Scan the listing below. Return every line containing the string "process".

····················

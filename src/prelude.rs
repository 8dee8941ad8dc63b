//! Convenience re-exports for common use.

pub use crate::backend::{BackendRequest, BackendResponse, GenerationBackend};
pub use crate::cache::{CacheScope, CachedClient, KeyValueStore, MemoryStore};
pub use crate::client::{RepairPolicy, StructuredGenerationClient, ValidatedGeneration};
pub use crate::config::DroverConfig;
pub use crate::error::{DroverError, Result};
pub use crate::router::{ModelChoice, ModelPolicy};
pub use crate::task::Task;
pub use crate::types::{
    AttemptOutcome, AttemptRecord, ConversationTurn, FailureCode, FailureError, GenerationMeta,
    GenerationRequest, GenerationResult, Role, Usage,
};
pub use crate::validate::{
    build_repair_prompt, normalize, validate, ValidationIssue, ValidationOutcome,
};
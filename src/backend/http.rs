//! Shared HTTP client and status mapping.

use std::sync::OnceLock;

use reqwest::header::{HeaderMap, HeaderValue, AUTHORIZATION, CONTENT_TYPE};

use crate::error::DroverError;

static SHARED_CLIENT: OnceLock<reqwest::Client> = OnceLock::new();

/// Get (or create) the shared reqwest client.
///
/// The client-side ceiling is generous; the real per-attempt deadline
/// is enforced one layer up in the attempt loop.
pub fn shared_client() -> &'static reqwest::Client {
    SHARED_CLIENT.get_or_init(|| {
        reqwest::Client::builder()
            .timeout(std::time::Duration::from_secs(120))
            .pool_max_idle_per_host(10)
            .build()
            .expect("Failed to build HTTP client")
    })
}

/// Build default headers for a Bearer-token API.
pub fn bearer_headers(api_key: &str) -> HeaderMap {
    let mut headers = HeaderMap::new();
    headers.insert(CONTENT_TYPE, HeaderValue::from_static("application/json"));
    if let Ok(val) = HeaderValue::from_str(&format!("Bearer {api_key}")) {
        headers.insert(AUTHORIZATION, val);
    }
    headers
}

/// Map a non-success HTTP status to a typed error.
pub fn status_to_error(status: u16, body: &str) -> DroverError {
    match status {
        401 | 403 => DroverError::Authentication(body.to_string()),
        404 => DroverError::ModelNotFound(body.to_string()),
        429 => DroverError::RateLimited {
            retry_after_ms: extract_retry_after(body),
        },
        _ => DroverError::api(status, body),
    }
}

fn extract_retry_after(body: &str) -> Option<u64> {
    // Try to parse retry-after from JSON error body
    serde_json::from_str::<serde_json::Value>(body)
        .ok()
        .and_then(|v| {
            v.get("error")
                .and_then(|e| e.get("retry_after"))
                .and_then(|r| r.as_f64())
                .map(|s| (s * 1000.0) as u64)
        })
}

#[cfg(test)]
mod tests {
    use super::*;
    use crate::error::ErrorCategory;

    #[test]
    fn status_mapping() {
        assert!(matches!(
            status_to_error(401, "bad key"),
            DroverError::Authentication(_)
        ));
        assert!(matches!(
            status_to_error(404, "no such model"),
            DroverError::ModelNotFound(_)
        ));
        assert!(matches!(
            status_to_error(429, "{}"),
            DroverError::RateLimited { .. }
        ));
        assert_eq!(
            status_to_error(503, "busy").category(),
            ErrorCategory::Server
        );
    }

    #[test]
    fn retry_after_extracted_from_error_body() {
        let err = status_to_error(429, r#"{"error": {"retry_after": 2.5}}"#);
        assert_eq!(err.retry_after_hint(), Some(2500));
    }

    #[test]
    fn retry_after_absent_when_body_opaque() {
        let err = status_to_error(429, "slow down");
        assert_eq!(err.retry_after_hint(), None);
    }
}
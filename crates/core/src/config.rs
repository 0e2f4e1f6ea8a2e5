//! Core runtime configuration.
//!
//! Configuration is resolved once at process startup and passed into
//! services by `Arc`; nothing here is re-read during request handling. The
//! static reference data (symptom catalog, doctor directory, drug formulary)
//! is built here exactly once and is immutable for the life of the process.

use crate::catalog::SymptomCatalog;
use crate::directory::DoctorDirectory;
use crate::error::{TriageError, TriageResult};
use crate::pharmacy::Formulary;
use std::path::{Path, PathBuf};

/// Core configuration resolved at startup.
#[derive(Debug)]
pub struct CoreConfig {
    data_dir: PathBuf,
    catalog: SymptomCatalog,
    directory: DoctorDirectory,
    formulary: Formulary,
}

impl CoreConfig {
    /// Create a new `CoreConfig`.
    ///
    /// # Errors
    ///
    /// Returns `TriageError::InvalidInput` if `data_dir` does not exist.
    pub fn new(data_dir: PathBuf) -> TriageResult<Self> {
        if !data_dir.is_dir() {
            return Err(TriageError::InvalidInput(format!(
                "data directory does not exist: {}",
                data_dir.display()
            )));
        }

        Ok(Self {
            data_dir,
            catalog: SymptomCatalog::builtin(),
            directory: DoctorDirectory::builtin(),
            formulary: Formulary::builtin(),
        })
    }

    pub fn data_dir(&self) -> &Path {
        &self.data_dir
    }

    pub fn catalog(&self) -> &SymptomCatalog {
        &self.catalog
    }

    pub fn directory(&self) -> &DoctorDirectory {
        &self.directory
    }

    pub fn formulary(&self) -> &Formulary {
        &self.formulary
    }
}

····················

▸ RESPONSE
//! Configuration is resolved once at process startup and passed into
//! is built here exactly once and is immutable for the life of the process.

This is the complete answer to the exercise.